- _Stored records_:
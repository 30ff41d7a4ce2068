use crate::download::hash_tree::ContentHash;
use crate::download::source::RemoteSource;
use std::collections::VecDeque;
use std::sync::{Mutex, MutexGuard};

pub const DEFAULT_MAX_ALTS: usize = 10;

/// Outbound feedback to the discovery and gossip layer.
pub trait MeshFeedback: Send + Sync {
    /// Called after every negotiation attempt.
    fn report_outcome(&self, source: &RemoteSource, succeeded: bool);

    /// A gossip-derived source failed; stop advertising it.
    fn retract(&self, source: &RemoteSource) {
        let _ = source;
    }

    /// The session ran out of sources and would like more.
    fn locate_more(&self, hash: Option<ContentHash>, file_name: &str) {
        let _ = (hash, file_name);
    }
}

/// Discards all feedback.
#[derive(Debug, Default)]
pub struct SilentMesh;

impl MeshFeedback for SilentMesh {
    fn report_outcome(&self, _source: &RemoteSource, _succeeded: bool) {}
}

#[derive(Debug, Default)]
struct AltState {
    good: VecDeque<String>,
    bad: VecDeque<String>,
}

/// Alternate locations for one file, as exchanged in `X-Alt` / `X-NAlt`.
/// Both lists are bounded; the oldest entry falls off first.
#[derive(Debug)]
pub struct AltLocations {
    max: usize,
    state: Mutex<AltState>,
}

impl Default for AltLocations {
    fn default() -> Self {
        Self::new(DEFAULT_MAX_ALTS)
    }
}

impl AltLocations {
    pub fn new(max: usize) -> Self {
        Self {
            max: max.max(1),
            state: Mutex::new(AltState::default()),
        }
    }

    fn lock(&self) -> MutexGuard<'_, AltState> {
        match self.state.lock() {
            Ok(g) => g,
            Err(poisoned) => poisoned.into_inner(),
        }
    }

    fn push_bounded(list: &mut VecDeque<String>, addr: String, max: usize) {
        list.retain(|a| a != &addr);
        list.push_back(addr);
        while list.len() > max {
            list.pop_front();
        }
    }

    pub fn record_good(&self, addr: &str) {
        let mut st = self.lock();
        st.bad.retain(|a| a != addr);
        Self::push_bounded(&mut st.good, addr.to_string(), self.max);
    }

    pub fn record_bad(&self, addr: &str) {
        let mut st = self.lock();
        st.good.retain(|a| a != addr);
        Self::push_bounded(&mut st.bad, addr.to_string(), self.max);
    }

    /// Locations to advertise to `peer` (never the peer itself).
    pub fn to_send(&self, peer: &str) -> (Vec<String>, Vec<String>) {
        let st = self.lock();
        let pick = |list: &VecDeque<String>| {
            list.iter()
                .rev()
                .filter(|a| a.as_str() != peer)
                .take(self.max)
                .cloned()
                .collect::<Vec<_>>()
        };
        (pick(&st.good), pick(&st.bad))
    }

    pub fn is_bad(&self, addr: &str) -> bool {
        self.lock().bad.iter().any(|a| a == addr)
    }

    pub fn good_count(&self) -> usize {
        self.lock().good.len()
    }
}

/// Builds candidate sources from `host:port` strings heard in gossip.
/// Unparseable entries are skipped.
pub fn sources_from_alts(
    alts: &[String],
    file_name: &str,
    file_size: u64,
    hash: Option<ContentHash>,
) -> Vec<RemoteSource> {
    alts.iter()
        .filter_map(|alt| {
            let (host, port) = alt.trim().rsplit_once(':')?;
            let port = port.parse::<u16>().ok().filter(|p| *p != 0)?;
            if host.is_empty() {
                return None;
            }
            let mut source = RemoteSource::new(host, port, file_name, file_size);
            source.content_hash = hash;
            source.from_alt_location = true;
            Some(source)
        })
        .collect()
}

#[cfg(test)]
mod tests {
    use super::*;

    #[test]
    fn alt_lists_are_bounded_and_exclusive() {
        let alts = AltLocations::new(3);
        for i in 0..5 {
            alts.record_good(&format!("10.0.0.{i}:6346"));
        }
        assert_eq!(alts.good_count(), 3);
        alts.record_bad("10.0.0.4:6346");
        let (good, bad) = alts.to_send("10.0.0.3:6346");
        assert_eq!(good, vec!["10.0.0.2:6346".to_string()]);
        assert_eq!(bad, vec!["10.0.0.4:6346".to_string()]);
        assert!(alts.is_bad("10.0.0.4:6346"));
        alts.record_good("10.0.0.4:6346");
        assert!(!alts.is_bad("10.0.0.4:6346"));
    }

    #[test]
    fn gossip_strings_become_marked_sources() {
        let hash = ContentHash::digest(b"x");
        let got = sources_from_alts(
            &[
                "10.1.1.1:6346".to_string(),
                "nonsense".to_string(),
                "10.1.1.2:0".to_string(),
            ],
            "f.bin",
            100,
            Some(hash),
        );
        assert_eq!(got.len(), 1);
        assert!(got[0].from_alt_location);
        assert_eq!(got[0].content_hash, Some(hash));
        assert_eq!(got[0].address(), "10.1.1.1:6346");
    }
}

---

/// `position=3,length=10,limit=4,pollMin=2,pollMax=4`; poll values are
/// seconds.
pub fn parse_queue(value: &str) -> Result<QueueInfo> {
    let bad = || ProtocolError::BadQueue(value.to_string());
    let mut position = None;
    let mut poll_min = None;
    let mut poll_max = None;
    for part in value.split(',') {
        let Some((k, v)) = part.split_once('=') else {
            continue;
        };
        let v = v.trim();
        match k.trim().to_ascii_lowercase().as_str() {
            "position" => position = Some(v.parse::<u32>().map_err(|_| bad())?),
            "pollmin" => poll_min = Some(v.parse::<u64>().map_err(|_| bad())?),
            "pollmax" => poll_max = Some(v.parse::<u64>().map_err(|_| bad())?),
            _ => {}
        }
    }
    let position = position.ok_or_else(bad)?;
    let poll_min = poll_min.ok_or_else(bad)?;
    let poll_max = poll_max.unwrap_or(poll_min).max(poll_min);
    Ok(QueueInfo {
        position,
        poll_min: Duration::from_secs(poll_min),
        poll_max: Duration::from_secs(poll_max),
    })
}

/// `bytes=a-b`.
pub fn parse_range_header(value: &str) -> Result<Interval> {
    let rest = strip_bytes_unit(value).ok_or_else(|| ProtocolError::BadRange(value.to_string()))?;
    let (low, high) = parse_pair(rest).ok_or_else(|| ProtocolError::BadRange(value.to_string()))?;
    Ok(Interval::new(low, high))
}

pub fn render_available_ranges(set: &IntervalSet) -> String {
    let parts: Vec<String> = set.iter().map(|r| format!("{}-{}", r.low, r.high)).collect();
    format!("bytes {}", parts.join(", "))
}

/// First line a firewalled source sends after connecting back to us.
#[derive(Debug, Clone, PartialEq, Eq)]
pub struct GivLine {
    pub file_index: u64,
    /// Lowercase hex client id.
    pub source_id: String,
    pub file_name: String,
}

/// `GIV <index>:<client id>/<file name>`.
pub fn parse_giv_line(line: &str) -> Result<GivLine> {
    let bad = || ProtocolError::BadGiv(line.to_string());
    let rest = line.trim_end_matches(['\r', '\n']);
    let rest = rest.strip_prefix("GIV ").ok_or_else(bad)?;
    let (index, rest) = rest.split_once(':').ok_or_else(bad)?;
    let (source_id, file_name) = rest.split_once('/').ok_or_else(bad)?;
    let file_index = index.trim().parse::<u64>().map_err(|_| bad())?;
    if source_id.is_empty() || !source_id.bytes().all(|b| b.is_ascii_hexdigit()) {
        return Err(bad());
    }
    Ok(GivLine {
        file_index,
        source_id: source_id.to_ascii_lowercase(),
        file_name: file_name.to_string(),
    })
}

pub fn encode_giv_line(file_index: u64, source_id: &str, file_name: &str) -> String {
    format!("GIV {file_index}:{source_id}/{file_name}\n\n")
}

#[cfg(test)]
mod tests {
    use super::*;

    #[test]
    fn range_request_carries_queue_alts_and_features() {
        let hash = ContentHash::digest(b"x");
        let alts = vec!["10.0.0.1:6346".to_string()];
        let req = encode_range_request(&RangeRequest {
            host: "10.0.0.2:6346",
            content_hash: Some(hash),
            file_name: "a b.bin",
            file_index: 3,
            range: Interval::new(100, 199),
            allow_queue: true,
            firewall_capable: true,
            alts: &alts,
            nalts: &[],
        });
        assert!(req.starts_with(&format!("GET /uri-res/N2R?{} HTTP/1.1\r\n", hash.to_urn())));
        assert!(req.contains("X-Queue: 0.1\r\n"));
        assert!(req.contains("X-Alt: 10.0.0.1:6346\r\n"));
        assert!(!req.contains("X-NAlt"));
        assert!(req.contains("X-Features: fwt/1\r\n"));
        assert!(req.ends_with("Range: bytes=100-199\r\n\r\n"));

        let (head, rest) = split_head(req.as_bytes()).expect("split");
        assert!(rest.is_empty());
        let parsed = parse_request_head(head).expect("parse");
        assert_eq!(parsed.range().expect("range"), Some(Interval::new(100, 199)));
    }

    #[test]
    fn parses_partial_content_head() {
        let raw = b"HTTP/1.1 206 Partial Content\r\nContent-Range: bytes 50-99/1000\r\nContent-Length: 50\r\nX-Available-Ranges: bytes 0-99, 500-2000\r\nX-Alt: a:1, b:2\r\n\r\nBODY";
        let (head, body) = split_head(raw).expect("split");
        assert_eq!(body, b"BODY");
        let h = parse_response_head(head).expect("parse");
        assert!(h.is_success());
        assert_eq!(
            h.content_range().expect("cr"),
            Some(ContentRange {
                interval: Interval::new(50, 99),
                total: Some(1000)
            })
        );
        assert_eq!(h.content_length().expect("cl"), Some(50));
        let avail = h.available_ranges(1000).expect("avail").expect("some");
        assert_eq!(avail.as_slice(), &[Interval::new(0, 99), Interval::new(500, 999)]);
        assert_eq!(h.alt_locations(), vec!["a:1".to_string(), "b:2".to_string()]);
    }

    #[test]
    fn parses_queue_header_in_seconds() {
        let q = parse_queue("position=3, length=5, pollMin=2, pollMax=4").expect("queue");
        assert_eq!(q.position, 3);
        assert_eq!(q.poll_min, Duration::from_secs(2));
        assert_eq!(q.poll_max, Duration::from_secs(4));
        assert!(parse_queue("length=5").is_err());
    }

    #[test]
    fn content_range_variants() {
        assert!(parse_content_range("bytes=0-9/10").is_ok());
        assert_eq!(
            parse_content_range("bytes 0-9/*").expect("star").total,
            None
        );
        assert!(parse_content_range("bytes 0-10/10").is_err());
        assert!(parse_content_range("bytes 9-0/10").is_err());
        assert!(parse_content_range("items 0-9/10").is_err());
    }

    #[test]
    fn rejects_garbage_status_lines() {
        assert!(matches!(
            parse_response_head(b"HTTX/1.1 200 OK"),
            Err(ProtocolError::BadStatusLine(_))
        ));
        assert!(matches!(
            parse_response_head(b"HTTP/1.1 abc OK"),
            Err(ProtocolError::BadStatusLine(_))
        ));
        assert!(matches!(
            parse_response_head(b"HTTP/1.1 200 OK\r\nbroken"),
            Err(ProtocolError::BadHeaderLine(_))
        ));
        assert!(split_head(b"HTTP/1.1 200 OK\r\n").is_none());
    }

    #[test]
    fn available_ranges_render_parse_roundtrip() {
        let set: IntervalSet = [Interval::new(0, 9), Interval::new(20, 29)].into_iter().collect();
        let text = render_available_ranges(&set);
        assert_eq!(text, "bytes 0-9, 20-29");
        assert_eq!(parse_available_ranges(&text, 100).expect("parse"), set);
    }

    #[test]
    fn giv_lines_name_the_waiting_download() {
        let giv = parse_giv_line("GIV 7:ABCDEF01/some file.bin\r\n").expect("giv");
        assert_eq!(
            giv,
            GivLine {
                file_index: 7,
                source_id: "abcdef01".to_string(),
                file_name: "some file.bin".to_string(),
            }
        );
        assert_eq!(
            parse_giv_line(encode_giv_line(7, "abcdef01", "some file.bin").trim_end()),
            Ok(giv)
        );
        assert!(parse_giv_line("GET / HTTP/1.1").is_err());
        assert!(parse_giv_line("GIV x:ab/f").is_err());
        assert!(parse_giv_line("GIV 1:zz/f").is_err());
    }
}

==

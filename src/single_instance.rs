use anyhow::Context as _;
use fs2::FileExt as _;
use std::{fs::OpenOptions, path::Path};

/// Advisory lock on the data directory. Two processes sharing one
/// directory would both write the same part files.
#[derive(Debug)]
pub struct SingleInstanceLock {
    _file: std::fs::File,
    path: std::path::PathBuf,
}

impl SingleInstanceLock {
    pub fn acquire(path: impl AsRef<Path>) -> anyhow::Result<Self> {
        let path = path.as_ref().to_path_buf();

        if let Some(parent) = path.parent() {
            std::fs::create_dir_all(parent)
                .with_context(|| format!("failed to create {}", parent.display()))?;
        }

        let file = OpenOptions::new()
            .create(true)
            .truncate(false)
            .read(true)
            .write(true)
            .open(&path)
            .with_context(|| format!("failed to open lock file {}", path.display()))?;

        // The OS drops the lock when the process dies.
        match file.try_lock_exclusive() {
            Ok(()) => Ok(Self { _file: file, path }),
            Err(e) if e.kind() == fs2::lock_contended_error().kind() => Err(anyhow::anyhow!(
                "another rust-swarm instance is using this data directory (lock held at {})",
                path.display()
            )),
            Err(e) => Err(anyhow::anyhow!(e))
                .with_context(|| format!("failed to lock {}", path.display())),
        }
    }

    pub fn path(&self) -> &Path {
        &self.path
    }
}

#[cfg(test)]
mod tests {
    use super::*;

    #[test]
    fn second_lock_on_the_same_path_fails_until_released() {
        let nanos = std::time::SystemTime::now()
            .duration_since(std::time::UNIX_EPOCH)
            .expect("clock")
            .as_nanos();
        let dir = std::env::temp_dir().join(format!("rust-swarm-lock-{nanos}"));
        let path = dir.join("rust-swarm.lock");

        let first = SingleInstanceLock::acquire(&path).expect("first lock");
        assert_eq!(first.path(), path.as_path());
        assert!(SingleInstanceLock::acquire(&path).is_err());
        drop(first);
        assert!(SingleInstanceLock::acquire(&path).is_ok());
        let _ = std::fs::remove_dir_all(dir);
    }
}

- _Task statement_: Above are the records; print exactly the lines from the line with "repository 30ff41d7a4ce2068" to the line with "Discards all feedback.", including both, and nothing else.

- _Written reply_:
repository 30ff41d7a4ce2068
use crate::download::hash_tree::ContentHash;
use crate::download::source::RemoteSource;
use std::collections::VecDeque;
use std::sync::{Mutex, MutexGuard};

pub const DEFAULT_MAX_ALTS: usize = 10;

/// Outbound feedback to the discovery and gossip layer.
pub trait MeshFeedback: Send + Sync {
    /// Called after every negotiation attempt.
    fn report_outcome(&self, source: &RemoteSource, succeeded: bool);

    /// A gossip-derived source failed; stop advertising it.
    fn retract(&self, source: &RemoteSource) {
        let _ = source;
    }

    /// The session ran out of sources and would like more.
    fn locate_more(&self, hash: Option<ContentHash>, file_name: &str) {
        let _ = (hash, file_name);
    }
}

/// Discards all feedback.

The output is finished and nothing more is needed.